Controlling what the AI produces and the actions it is allowed to take.

  1. How is AI-generated output verified before reaching the user or system?

    • L1: Direct passthrough to the user.
    • L2: Standard UI disclaimers (“AI can make mistakes”).
    • L3: Output filtering for toxic or explicitly banned words.
    • L4: Contextual output verification against organizational truth and policy before rendering or execution.
  2. For agentic systems, how are external actions (API calls) governed?

    • L1: Agents have direct write access to external systems.
    • L2: “Human-in-the-loop” required for every single action (low velocity).
    • L3: Static allow-lists of approved endpoints.
    • L4: Dynamic, risk-scored action execution where high-risk actions require cryptographic human approval, while low-risk actions proceed autonomously.
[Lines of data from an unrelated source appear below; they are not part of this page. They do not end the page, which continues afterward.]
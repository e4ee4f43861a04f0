use std::sync::{Mutex, MutexGuard, PoisonError};

use crate::{
    logic::placement::PlacementStore,
    storage::{load_layout, KeyValueStore, MemoryStore, DEFAULT_LAYOUT_KEY},
};

/// Shared application state: the session's placements and where they persist.
pub struct GardenState {
    garden: Mutex<PlacementStore>,
    storage: Box<dyn KeyValueStore>,
    layout_key: String,
}

impl GardenState {
    /// Starts with an empty garden.
    pub fn new(storage: Box<dyn KeyValueStore>, layout_key: impl Into<String>) -> Self {
        Self {
            garden: Mutex::new(PlacementStore::new()),
            storage,
            layout_key: layout_key.into(),
        }
    }

    /// Starts with whatever layout is saved under `layout_key`.
    pub fn restored(storage: Box<dyn KeyValueStore>, layout_key: impl Into<String>) -> Self {
        let state = Self::new(storage, layout_key);
        let entries = load_layout(state.storage(), state.layout_key());
        state.garden().restore(entries);
        state
    }

    /// Empty garden backed by a [`MemoryStore`].
    pub fn in_memory() -> Self {
        Self::new(Box::new(MemoryStore::new()), DEFAULT_LAYOUT_KEY)
    }

    /// Locks the placement store. Every store operation leaves it consistent,
    /// so a poisoned lock is recovered rather than propagated.
    pub fn garden(&self) -> MutexGuard<'_, PlacementStore> {
        self.garden.lock().unwrap_or_else(PoisonError::into_inner)
    }

    pub fn storage(&self) -> &dyn KeyValueStore {
        self.storage.as_ref()
    }

    pub fn layout_key(&self) -> &str {
        &self.layout_key
    }
}

#[cfg(test)]
mod tests {
    use super::*;
    use crate::storage::save_layout;

    #[test]
    fn test_restored_picks_up_saved_layout() {
        let storage = MemoryStore::new();
        let mut garden = PlacementStore::new();
        garden.place("tomato", 1.0, 1.0);
        save_layout(&storage, "plot", garden.entries()).unwrap();

        let state = GardenState::restored(Box::new(storage), "plot");

        assert_eq!(state.garden().snapshot(), garden.snapshot());
    }

    #[test]
    fn test_restored_with_garbage_starts_empty() {
        let storage = MemoryStore::new();
        storage.set("plot", "not json at all").unwrap();

        let state = GardenState::restored(Box::new(storage), "plot");

        assert!(state.garden().is_empty());
    }
}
Layer 5: Governance & Telemetry (The Observation)

Maintaining continuous visibility, auditing, and alignment.

  1. How is AI usage audited?

    • L1: No centralized logging; usage is opaque.
    • L2: Basic API cost and token volume tracking.
    • L3: Logging of prompts and responses for manual review.
    • L4: Semantic observability—clustering interactions by intent, automatically flagging anomalous semantic behaviors in real-time.
  2. How do you demonstrate compliance to regulators or the board?

    • L1: Scrambling to gather data when asked.
    • L2: Annual static audits and spreadsheet attestations.
    • L3: Dashboards showing basic metrics and incident counts.
    • L4: Continuous compliance architecture where the system state itself is the audit, providing real-time cryptographic proof of policy adherence.

Scoring & Next Steps

Calculate your dominant level. If your organization is primarily operating at Level 1 or 2, you are managing Static Compliance. You are vulnerable to modern AI risks while simultaneously slowing down innovation.

If you are operating at Level 3, you are building the foundation, but your security is likely creating friction for your engineers.

To achieve the Apex Velocity—the state where your enterprise moves faster because of its security architecture—you must architect for Dynamic Integrity (Level 4).

The Sovereign Architect’s Move: Use this scorecard not to point out flaws, but to build a roadmap. Choose one layer this quarter and architect the shift from Static to Dynamic.